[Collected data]
========

//! Geneset and geneset value queries

use async_trait::async_trait;
use chrono::{NaiveDate, NaiveDateTime};
use gw_common::types::{GeneIdentifier, GenesetScoreType, GenesetTier, Species};
use sqlx::{Postgres, QueryBuilder};

use super::{DbError, DbResult, PgStore};
use crate::store::{Geneset, GenesetFilter, GenesetStore, GenesetValue, NewPublication, Publication};

const GENESET_COLUMNS: &str = "gs.gs_id::bigint AS gs_id, gs.usr_id::bigint AS usr_id, gs.cur_id, gs.sp_id, \
     gs.gs_name, gs.gs_abbreviation, gs.gs_description, gs.pub_id::bigint AS pub_id, \
     gs.gs_threshold_type, gs.gs_threshold, gs.gs_count, gs.gs_gene_id_type, gs.gs_status, \
     gs.gs_created, gs.gs_updated, \
     p.pub_pubmed, p.pub_title, p.pub_authors, p.pub_abstract, p.pub_journal, \
     p.pub_volume, p.pub_pages, p.pub_month, p.pub_year";

/// Deleted genesets are never returned.
const NOT_DELETED: &str = "gs.gs_status NOT LIKE 'de%'";

#[derive(Debug, sqlx::FromRow)]
struct GenesetRow {
    gs_id: i64,
    usr_id: i64,
    cur_id: Option<i32>,
    sp_id: i32,
    gs_name: String,
    gs_abbreviation: String,
    gs_description: Option<String>,
    pub_id: Option<i64>,
    gs_threshold_type: i32,
    gs_threshold: Option<String>,
    gs_count: i32,
    gs_gene_id_type: i32,
    gs_status: String,
    gs_created: Option<NaiveDate>,
    gs_updated: Option<NaiveDateTime>,
    pub_pubmed: Option<String>,
    pub_title: Option<String>,
    pub_authors: Option<String>,
    pub_abstract: Option<String>,
    pub_journal: Option<String>,
    pub_volume: Option<String>,
    pub_pages: Option<String>,
    pub_month: Option<String>,
    pub_year: Option<String>,
}

impl GenesetRow {
    fn into_geneset(self, with_publication: bool) -> DbResult<Geneset> {
        let publication = match (with_publication, self.pub_id) {
            (true, Some(id)) => Some(Publication {
                id,
                details: NewPublication {
                    pubmed_id: self.pub_pubmed,
                    title: self.pub_title,
                    authors: self.pub_authors,
                    abstract_text: self.pub_abstract,
                    journal: self.pub_journal,
                    volume: self.pub_volume,
                    pages: self.pub_pages,
                    month: self.pub_month,
                    year: self.pub_year,
                },
            }),
            _ => None,
        };

        Ok(Geneset {
            id: self.gs_id,
            user_id: self.usr_id,
            curation_tier: self.cur_id.map(GenesetTier::try_from).transpose()?,
            species: Species::from_affinity_code(self.sp_id)?,
            name: self.gs_name,
            abbreviation: self.gs_abbreviation,
            description: self.gs_description,
            publication_id: self.pub_id,
            score: GenesetScoreType::from_stored(self.gs_threshold_type, self.gs_threshold.as_deref())?,
            count: self.gs_count,
            gene_id_type: self.gs_gene_id_type,
            status: self.gs_status,
            created: self.gs_created,
            updated: self.gs_updated,
            publication,
        })
    }
}

#[derive(Debug, sqlx::FromRow)]
struct ValueRow {
    ode_gene_id: i64,
    ode_ref_id: Option<String>,
    gsv_value: f64,
    gsv_in_threshold: bool,
}

fn select_genesets() -> QueryBuilder<'static, Postgres> {
    let mut query = QueryBuilder::new("SELECT ");
    query
        .push(GENESET_COLUMNS)
        .push(" FROM geneset gs LEFT JOIN publication p ON p.pub_id = gs.pub_id WHERE ")
        .push(NOT_DELETED);
    query
}

/// Owner, public tier, shared group or administrator.
fn push_readable_by(query: &mut QueryBuilder<'_, Postgres>, user_id: i64) {
    query
        .push(" AND (gs.usr_id = ")
        .push_bind(user_id)
        .push(" OR gs.cur_id < ")
        .push_bind(GenesetTier::Tier5.code())
        .push(
            " OR EXISTS (SELECT 1 FROM usr2grp ug WHERE ug.usr_id = ",
        )
        .push_bind(user_id)
        .push(
            " AND ug.grp_id::text = ANY(string_to_array(gs.gs_groups, ',')))\
             OR EXISTS (SELECT 1 FROM usr u WHERE u.usr_id = ",
        )
        .push_bind(user_id)
        .push(" AND u.usr_admin > 1))");
}

fn push_filters(query: &mut QueryBuilder<'_, Postgres>, filter: &GenesetFilter) {
    if let Some(gs_id) = filter.gs_id {
        query.push(" AND gs.gs_id = ").push_bind(gs_id);
    }
    if let Some(owner) = filter.owner {
        query.push(" AND gs.usr_id = ").push_bind(owner);
    }
    if let Some(user_id) = filter.readable_by {
        push_readable_by(query, user_id);
    }
    if let Some(tiers) = &filter.curation_tiers {
        let codes: Vec<i32> = tiers.iter().map(|tier| tier.code()).collect();
        query.push(" AND gs.cur_id = ANY(").push_bind(codes).push(")");
    }
    if let Some(species) = filter.species {
        query.push(" AND gs.sp_id = ").push_bind(species.code());
    }
    if let Some(name) = &filter.name {
        query.push(" AND gs.gs_name = ").push_bind(name.clone());
    }
    if let Some(abbreviation) = &filter.abbreviation {
        query.push(" AND gs.gs_abbreviation = ").push_bind(abbreviation.clone());
    }
    if let Some(publication_id) = filter.publication_id {
        query.push(" AND gs.pub_id = ").push_bind(publication_id);
    }
    if let Some(pubmed_id) = &filter.pubmed_id {
        query.push(" AND p.pub_pubmed = ").push_bind(pubmed_id.clone());
    }
    if let Some(gene_id_type) = filter.gene_id_type {
        query.push(" AND gs.gs_gene_id_type = ").push_bind(gene_id_type.code());
    }
    if let Some(text) = &filter.search_text {
        query
            .push(" AND gs._searchtext @@ plainto_tsquery('english', ")
            .push_bind(text.clone())
            .push(")");
    }
    if let Some(term) = &filter.ontology_term {
        query
            .push(
                " AND EXISTS (SELECT 1 FROM geneset_ontology gso \
                 JOIN ontology o ON o.onto_id = gso.onto_id \
                 WHERE gso.gs_id = gs.gs_id AND o.onto_ref_term_id = ",
            )
            .push_bind(term.clone())
            .push(")");
    }
    if let Some(score_types) = &filter.score_types {
        let codes: Vec<i32> = score_types.iter().map(|score| score.code()).collect();
        query.push(" AND gs.gs_threshold_type = ANY(").push_bind(codes).push(")");
    }
    if let Some(count) = filter.lte_count {
        query.push(" AND gs.gs_count <= ").push_bind(count);
    }
    if let Some(count) = filter.gte_count {
        query.push(" AND gs.gs_count >= ").push_bind(count);
    }
    if let Some(date) = filter.created_after {
        query.push(" AND gs.gs_created >= ").push_bind(date);
    }
    if let Some(date) = filter.created_before {
        query.push(" AND gs.gs_created <= ").push_bind(date);
    }
    if let Some(date) = filter.updated_after {
        query.push(" AND gs.gs_updated::date >= ").push_bind(date);
    }
    if let Some(date) = filter.updated_before {
        query.push(" AND gs.gs_updated::date <= ").push_bind(date);
    }
}

#[async_trait]
impl GenesetStore for PgStore {
    #[tracing::instrument(skip(self, filter), fields(limit = filter.limit, offset = filter.offset))]
    async fn list_genesets(&self, filter: &GenesetFilter) -> DbResult<Vec<Geneset>> {
        let mut query = select_genesets();
        push_filters(&mut query, filter);
        query
            .push(" ORDER BY gs.gs_id LIMIT ")
            .push_bind(filter.limit)
            .push(" OFFSET ")
            .push_bind(filter.offset);

        let rows: Vec<GenesetRow> = query.build_query_as().fetch_all(self.pool()).await?;
        rows.into_iter()
            .map(|row| row.into_geneset(filter.with_publication_info))
            .collect()
    }

    #[tracing::instrument(skip(self))]
    async fn get_geneset(&self, id: i64, readable_by: Option<i64>) -> DbResult<Option<Geneset>> {
        let mut query = select_genesets();
        query.push(" AND gs.gs_id = ").push_bind(id);
        if let Some(user_id) = readable_by {
            push_readable_by(&mut query, user_id);
        }

        let row: Option<GenesetRow> = query.build_query_as().fetch_optional(self.pool()).await?;
        row.map(|row| row.into_geneset(true)).transpose()
    }

    async fn geneset_exists(&self, id: i64) -> DbResult<bool> {
        let exists: bool = sqlx::query_scalar(
            "SELECT EXISTS (SELECT 1 FROM geneset gs WHERE gs.gs_id = $1 AND gs.gs_status NOT LIKE 'de%')",
        )
        .bind(id)
        .fetch_one(self.pool())
        .await?;
        Ok(exists)
    }

    #[tracing::instrument(skip(self))]
    async fn geneset_values(
        &self,
        geneset_id: i64,
        gene_id_type: Option<GeneIdentifier>,
        in_threshold: Option<bool>,
    ) -> DbResult<Vec<GenesetValue>> {
        let mut query: QueryBuilder<Postgres> = QueryBuilder::new("");
        match gene_id_type {
            // Identifiers exactly as uploaded
            None => {
                query.push(
                    "SELECT gsv.ode_gene_id::bigint AS ode_gene_id, gsv.gsv_source_list[1] AS ode_ref_id, \
                     gsv.gsv_value::float8 AS gsv_value, gsv.gsv_in_threshold \
                     FROM geneset_value gsv WHERE gsv.gs_id = ",
                );
                query.push_bind(geneset_id);
            },
            Some(gene_id_type) => {
                query.push(
                    "SELECT DISTINCT ON (gsv.ode_gene_id) gsv.ode_gene_id::bigint AS ode_gene_id, \
                     g.ode_ref_id, gsv.gsv_value::float8 AS gsv_value, gsv.gsv_in_threshold \
                     FROM geneset_value gsv \
                     LEFT JOIN gene g ON g.ode_gene_id = gsv.ode_gene_id AND g.gdb_id = ",
                );
                query
                    .push_bind(gene_id_type.code())
                    .push(" WHERE gsv.gs_id = ")
                    .push_bind(geneset_id);
            },
        }
        if let Some(in_threshold) = in_threshold {
            query.push(" AND gsv.gsv_in_threshold = ").push_bind(in_threshold);
        }
        query.push(match gene_id_type {
            None => " ORDER BY gsv.ode_gene_id",
            Some(_) => " ORDER BY gsv.ode_gene_id, g.ode_pref DESC NULLS LAST, g.ode_ref_id",
        });

        let rows: Vec<ValueRow> = query.build_query_as().fetch_all(self.pool()).await?;

        let tag = match gene_id_type {
            Some(requested) => Some(requested),
            None => {
                let native: i32 = sqlx::query_scalar("SELECT gs_gene_id_type FROM geneset WHERE gs_id = $1")
                    .bind(geneset_id)
                    .fetch_optional(self.pool())
                    .await?
                    .ok_or_else(|| DbError::not_found("Geneset", &geneset_id.to_string()))?;
                GeneIdentifier::try_from(native).ok()
            },
        };

        Ok(rows
            .into_iter()
            .map(|row| GenesetValue {
                ode_gene_id: row.ode_gene_id,
                ode_ref_id: row.ode_ref_id,
                gene_id_type: tag,
                value: row.gsv_value,
                in_threshold: row.gsv_in_threshold,
            })
            .collect())
    }

    async fn is_owner(&self, geneset_id: i64, user_id: i64) -> DbResult<bool> {
        let owner: bool = sqlx::query_scalar(
            "SELECT EXISTS (SELECT 1 FROM geneset WHERE gs_id = $1 AND usr_id = $2)",
        )
        .bind(geneset_id)
        .bind(user_id)
        .fetch_one(self.pool())
        .await?;
        Ok(owner)
    }

    #[tracing::instrument(skip(self))]
    async fn update_threshold(&self, geneset_id: i64, score: &GenesetScoreType) -> DbResult<()> {
        let result = sqlx::query(
            r#"
            UPDATE geneset
            SET gs_threshold_type = $2, gs_threshold = $3, gs_updated = NOW()
            WHERE gs_id = $1
            "#,
        )
        .bind(geneset_id)
        .bind(score.score_type.code())
        .bind(score.stored_threshold())
        .execute(self.pool())
        .await?;

        if result.rows_affected() == 0 {
            return Err(DbError::not_found("Geneset", &geneset_id.to_string()));
        }
        Ok(())
    }
}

========

Task directions: The word "DbResult" may occur in lines of the records. Report how many such lines there are, giving only the number.

Solution to the problem: 8